- [PROBLEM REQUIREMENTS]
Return each entry exactly, omitting nothing.

***

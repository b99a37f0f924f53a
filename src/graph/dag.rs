// Copyright (c) 2025 Steve Wagner (ciroque@live.com)
// SPDX-License-Identifier: MIT

use std::collections::HashMap;

use crate::errors::ConstructionError;

use super::node::{NodeKind, NodeSpec};
use super::NodeId;

/// The arena that owns every [`NodeSpec`] in a pipeline.
///
/// Nodes are created before planning (`add_node`), wired by call-with-parents
/// (`wire`), and validated once (`crate::graph::topological_sort`). The arena
/// is the single owner of node data; everything else in the engine refers to
/// nodes by [`NodeId`].
#[derive(Debug, Default)]
pub struct Graph {
    nodes: HashMap<NodeId, NodeSpec>,
    next_id: usize,
}

impl Graph {
    pub fn new() -> Self {
        Graph {
            nodes: HashMap::new(),
            next_id: 0,
        }
    }

    /// Registers a new, unwired node and returns its identity.
    pub fn add_node(&mut self, name: Option<String>, kind: NodeKind) -> NodeId {
        let id = NodeId(self.next_id);
        self.next_id += 1;
        self.nodes.insert(id, NodeSpec::new(id, name, kind));
        id
    }

    pub fn node(&self, id: NodeId) -> &NodeSpec {
        self.nodes
            .get(&id)
            .expect("NodeId must come from this graph's add_node")
    }

    fn node_mut(&mut self, id: NodeId) -> &mut NodeSpec {
        self.nodes
            .get_mut(&id)
            .expect("NodeId must come from this graph's add_node")
    }

    pub fn nodes(&self) -> impl Iterator<Item = &NodeSpec> {
        self.nodes.values()
    }

    /// Wires `node` as a child of `parents`, in order (§3 call-with-parents).
    ///
    /// Fails (I1) if `node` was already wired, and (I4) if either side of the
    /// edge belongs to a task module.
    pub fn wire(&mut self, node: NodeId, parents: &[NodeId]) -> Result<(), ConstructionError> {
        if self.node(node).is_wired() {
            return Err(ConstructionError::AlreadyWired(node));
        }
        if self.node(node).owned_by_module {
            return Err(ConstructionError::ModuleOwnedNode(node));
        }
        for &parent in parents {
            if self.node(parent).owned_by_module {
                return Err(ConstructionError::ModuleOwnedNode(parent));
            }
        }
        if matches!(self.node(node).kind, NodeKind::Producer) && !parents.is_empty() {
            return Err(ConstructionError::ProducerHasParents(node));
        }

        for &parent in parents {
            self.node_mut(parent).children.insert(node);
        }
        self.node_mut(node).parents = Some(parents.to_vec());
        Ok(())
    }

    /// Marks every node in `ids` as owned by a task module, so that outer
    /// code can no longer wire through them directly (I4).
    pub(crate) fn mark_owned(&mut self, ids: &[NodeId]) {
        for &id in ids {
            self.node_mut(id).owned_by_module = true;
        }
    }

    /// Marks `id` as a task module node (§3: nested modules are forbidden).
    pub(crate) fn mark_module(&mut self, id: NodeId) {
        self.node_mut(id).is_module = true;
    }

    /// Rewrites `child`'s recorded parent from `from` to `to`, used by task
    /// module fusion (§4.2) to splice the module in place of its exit node.
    pub(crate) fn replace_parent(&mut self, child: NodeId, from: NodeId, to: NodeId) {
        let node = self.node_mut(child);
        if let Some(parents) = node.parents.as_mut() {
            for p in parents.iter_mut() {
                if *p == from {
                    *p = to;
                }
            }
        }
    }

    pub(crate) fn add_child(&mut self, node: NodeId, child: NodeId) {
        self.node_mut(node).children.insert(child);
    }

    pub(crate) fn remove_child(&mut self, node: NodeId, child: NodeId) {
        self.node_mut(node).children.remove(&child);
    }

    pub(crate) fn take_parents(&mut self, node: NodeId) -> Option<Vec<NodeId>> {
        self.node_mut(node).parents.take()
    }

    pub(crate) fn set_parents(&mut self, node: NodeId, parents: Vec<NodeId>) {
        self.node_mut(node).parents = Some(parents);
    }

    pub(crate) fn clear_children(&mut self, node: NodeId) {
        self.node_mut(node).children.clear();
    }
}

***

- [YOUR SOLUTION]
repository b99a37f0f924f53a
filename src/graph/dag.rs
// Copyright (c) 2025 Steve Wagner (ciroque@live.com)
// SPDX-License-Identifier: MIT

use std::collections::HashMap;

use crate::errors::ConstructionError;

use super::node::{NodeKind, NodeSpec};
use super::NodeId;

/// The arena that owns every [`NodeSpec`] in a pipeline.
///
/// Nodes are created before planning (`add_node`), wired by call-with-parents
/// (`wire`), and validated once (`crate::graph::topological_sort`). The arena
/// is the single owner of node data; everything else in the engine refers to
/// nodes by [`NodeId`].
#[derive(Debug, Default)]
pub struct Graph {
    nodes: HashMap<NodeId, NodeSpec>,
    next_id: usize,
}

impl Graph {
    pub fn new() -> Self {
        Graph {
            nodes: HashMap::new(),
            next_id: 0,
        }
    }

    /// Registers a new, unwired node and returns its identity.
    pub fn add_node(&mut self, name: Option<String>, kind: NodeKind) -> NodeId {
        let id = NodeId(self.next_id);
        self.next_id += 1;
        self.nodes.insert(id, NodeSpec::new(id, name, kind));
        id
    }

    pub fn node(&self, id: NodeId) -> &NodeSpec {
        self.nodes
            .get(&id)
            .expect("NodeId must come from this graph's add_node")
    }

    fn node_mut(&mut self, id: NodeId) -> &mut NodeSpec {
        self.nodes
            .get_mut(&id)
            .expect("NodeId must come from this graph's add_node")
    }

    pub fn nodes(&self) -> impl Iterator<Item = &NodeSpec> {
        self.nodes.values()
    }

    /// Wires `node` as a child of `parents`, in order (§3 call-with-parents).
    ///
    /// Fails (I1) if `node` was already wired, and (I4) if either side of the
    /// edge belongs to a task module.
    pub fn wire(&mut self, node: NodeId, parents: &[NodeId]) -> Result<(), ConstructionError> {
        if self.node(node).is_wired() {
            return Err(ConstructionError::AlreadyWired(node));
        }
        if self.node(node).owned_by_module {
            return Err(ConstructionError::ModuleOwnedNode(node));
        }
        for &parent in parents {
            if self.node(parent).owned_by_module {
                return Err(ConstructionError::ModuleOwnedNode(parent));
            }
        }
        if matches!(self.node(node).kind, NodeKind::Producer) && !parents.is_empty() {
            return Err(ConstructionError::ProducerHasParents(node));
        }

        for &parent in parents {
            self.node_mut(parent).children.insert(node);
        }
        self.node_mut(node).parents = Some(parents.to_vec());
        Ok(())
    }

    /// Marks every node in `ids` as owned by a task module, so that outer
    /// code can no longer wire through them directly (I4).
    pub(crate) fn mark_owned(&mut self, ids: &[NodeId]) {
        for &id in ids {
            self.node_mut(id).owned_by_module = true;
        }
    }

    /// Marks `id` as a task module node (§3: nested modules are forbidden).
    pub(crate) fn mark_module(&mut self, id: NodeId) {
        self.node_mut(id).is_module = true;
    }

    /// Rewrites `child`'s recorded parent from `from` to `to`, used by task
    /// module fusion (§4.2) to splice the module in place of its exit node.
    pub(crate) fn replace_parent(&mut self, child: NodeId, from: NodeId, to: NodeId) {
        let node = self.node_mut(child);
        if let Some(parents) = node.parents.as_mut() {
            for p in parents.iter_mut() {
                if *p == from {
                    *p = to;
                }
            }
        }
    }

    pub(crate) fn add_child(&mut self, node: NodeId, child: NodeId) {
        self.node_mut(node).children.insert(child);
    }

    pub(crate) fn remove_child(&mut self, node: NodeId, child: NodeId) {
        self.node_mut(node).children.remove(&child);
    }

    pub(crate) fn take_parents(&mut self, node: NodeId) -> Option<Vec<NodeId>> {
        self.node_mut(node).parents.take()
    }

    pub(crate) fn set_parents(&mut self, node: NodeId, parents: Vec<NodeId>) {
        self.node_mut(node).parents = Some(parents);
    }

    pub(crate) fn clear_children(&mut self, node: NodeId) {
        self.node_mut(node).children.clear();
    }
}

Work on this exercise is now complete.